Our group meets on Thursdays at 11:00 a.m., FL 246, Beckett Conf. Room.


Dates and topics for this semester are as follows:

Sept 2
AIRG Organizational Meeting (Coordinator: Joe Beck)

Sept 9
Yue Gong
"How to Construct More Accurate Student Models:
  Comparing and Optimizing Knowledge Tracing and Performance Factor Analysis"
    Student modeling is a fundamental concept applicable to a variety of intelligent tutoring systems (ITS). However, there is not a lot of practical guidance on how to construct and train such models. This paper compares two approaches for student modeling, Knowledge Tracing (KT) and Performance Factors Analysis (PFA), at predicting individual student trials. We explore the space of design decisions for each approach and find a set of "best practices" for each. In a head to head comparison, we find that PFA has considerably higher predictive accuracy than KT: R2 of 0.18 vs. 0.07 and AUC of 0.76 vs. 0.68 (p<0.001 for both). In addition, we found that PFA's parameter estimates were more plausible. Our best-performing model was a variant of PFA that ignored the tutor's transfer model; that is, it assumed all skills influenced performance on all problems.

Sept 16
Dovan Rai
"Self-disciplined students"
    In this study, we are interested to see the impact of self-discipline on students' knowledge and learning. Self-discipline can influence both learning rate as well as knowledge accumulation over time. We used a Knowledge Tracing (KT) model to make inferences about students' knowledge and learning. Based on a widely used questionnaire, we measured students' level of self-discipline.
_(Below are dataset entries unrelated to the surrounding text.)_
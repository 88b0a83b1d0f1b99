//! Document-level field extraction (service date, theme, speaker).

// Allow expect for compile-time constant regex patterns in lazy_static blocks
#![allow(clippy::expect_used)]

use chrono::NaiveDate;
use lazy_static::lazy_static;
use regex::Regex;

use crate::constants::document::{DEFAULT_THEME, ISO_DATE_FORMAT, SOURCE_DATE_FORMAT};

lazy_static! {
    static ref RE_DATE: Regex = Regex::new(r"(?i)Service Date:\s*([A-Za-z]+\s+\d{1,2},\s+\d{4})")
        .expect("valid regex: RE_DATE");
    static ref RE_DATE_LABEL: Regex = Regex::new(r"(?i)Service Date:[ \t]*([^\n]*)")
        .expect("valid regex: RE_DATE_LABEL");
    static ref RE_THEME: Regex = Regex::new(r"(?i)Theme:\s*(.+?)(?:\n|Speaker:|~)")
        .expect("valid regex: RE_THEME");
    static ref RE_SPEAKER: Regex = Regex::new(r"(?i)Speaker:\s*(.+?)(?:\n|~)")
        .expect("valid regex: RE_SPEAKER");
}

/// Outcome of looking for the `Service Date:` field.
#[derive(Debug, Clone, PartialEq, Eq)]
pub enum DateField {
    /// Found and parsed.
    Parsed(NaiveDate),
    /// Found but not a real `<Month> <Day>, <Year>` date.
    Unparsable(String),
    /// Not present.
    Missing,
}

/// Find and parse `Service Date: June 22, 2025`.
///
/// The month must be spelled out; `Oct 5, 2025` is unparsable. A label
/// followed by anything else (`6/22/2025`, `Sunday`) is unparsable too, and
/// only a document without the label at all is `Missing`.
pub fn service_date(text: &str) -> DateField {
    if let Some(raw) = RE_DATE.captures(text).and_then(|c| c.get(1)) {
        return parse_long_date(raw.as_str())
            .map_or_else(|| DateField::Unparsable(raw.as_str().to_string()), DateField::Parsed);
    }

    RE_DATE_LABEL
        .captures(text)
        .and_then(|c| c.get(1))
        .map_or(DateField::Missing, |raw| DateField::Unparsable(raw.as_str().trim().to_string()))
}

fn parse_long_date(raw: &str) -> Option<NaiveDate> {
    let normalized = raw.split_whitespace().collect::<Vec<_>>().join(" ");
    let date = NaiveDate::parse_from_str(&normalized, SOURCE_DATE_FORMAT).ok()?;

    // chrono's %B also takes abbreviations
    let month = normalized.split(' ').next()?;
    date.format("%B").to_string().eq_ignore_ascii_case(month).then_some(date)
}

/// Format a date the way the interchange document stores it.
pub fn iso_date(date: NaiveDate) -> String {
    date.format(ISO_DATE_FORMAT).to_string()
}

/// The `Theme:` value, or the default theme.
pub fn theme(text: &str) -> String {
    capture_trimmed(&RE_THEME, text).unwrap_or_else(|| DEFAULT_THEME.to_string())
}

/// The `Speaker:` value, if present and non-empty.
pub fn speaker(text: &str) -> Option<String> {
    capture_trimmed(&RE_SPEAKER, text)
}

fn capture_trimmed(re: &Regex, text: &str) -> Option<String> {
    re.captures(text)
        .and_then(|c| c.get(1))
        .map(|m| m.as_str().trim().to_string())
        .filter(|s| !s.is_empty())
}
When we analyzed the relation of students' self-discipline with their knowledge attributes, we found that high self-discipline students had significantly higher initial knowledge, but there is no consistent relationship of learning while using the tutor. Moreover, higher self-discipline students seemed more careful with respect to making careless mistakes. We also found that a quarter of students who were not consistent in their survey response had significantly lower performance, knowledge and learning.

Sept 23
Matt Bachmann
    The presentation will be about performing user modeling in an inquiry environment. The purpose of the talk is to present preliminary results, and to solicit feedback on how to conduct this MS thesis research.

Sept 30
Dave Brown
"The Curse of Creativity"
    Computational design creativity is hard to study, and until fairly recently it has received very little attention. Mostly the focus has been on extreme non-routine cases. But there are hard sub-problems and others ways of moving towards creative systems that are worth considering. This paper presents three of the alternatives, discussing one in more depth: i.e., to look at what changes can be made to routine design systems in order to produce more creative outputs. This focuses on working "upwards" towards creativity, examining smaller, ingredient decisions that make a difference to the result. As the amount of creativity displayed by a design is a judgment made by some person or group, it should be possible to investigate the degree of impact of changes to routine design mechanisms. This will contribute to our understanding of less "extreme" reasoning that leads to judgments of increased creativity: i.e., the foundation on which other methods rest.

Oct 7
Neil Heffernan and Yutao Wang
    Neil will provide an overview of some research done in the ASSISTment lab for about 20 minutes. Then both will present their most recent finding. We are trying to see what is the right way to use hints and attempts in predicting student performance. We have results we want to share with the group. This work is hot off the shelf. In fact it is not even on the shelf yet!

Oct 21
Andrew Tremblay (first half)
"Axeawesome: A Return to Green Globs"
    Green Globs provided students with "a meaningful and highly motivating experience with the graphing of equations" and was celebrated for its novelty, but has since become ignored by present-day students due to its antiquated form. This project, named "Axeawesome", tackles the same goal in a modern context, including a more pleasing aesthetic and online publication with data-mining capability. This talk will present the current state of Axeawesome, as well as request advice on how to design the data analysis phase of the project.

Joseph Beck (second half)
"Why are we fighting over when to disaggregate? An automated approach to model construction"
    A common discussion point is when to disaggregate data vs. when to collapse points together. This discussion is another version of the bias/variance tradeoff in machine learning. This talk will propose an automated approach to constructing models that automatically tests various disaggregation possibilities and uses bootstrapping to decide whether such a disaggregation is sensible.

Oct 28
Dan Spitz
"The Role of Surprise in Design Creativity"
    One of the key aspects that people use to judge whether a designed product is creative is "Novelty". Studies show that this breaks down into the components "Originality" and "Surprise". In order to produce a computational system that can produce creative designs it is conjectured that the system must be able to judge the creativity of complete or partial designs. Hence, such a system must be able to judge Novelty. There is research in progress on computational judgement of originality, and of surprise, but much more of the former. This talks presents progress on MQP work being done to model surprise and to build a prototype system that can demonstrate surprise in appropriate situations.

Nov 4
Jonathan Gibbons
"Structure optimization for low-end additive manufacturing"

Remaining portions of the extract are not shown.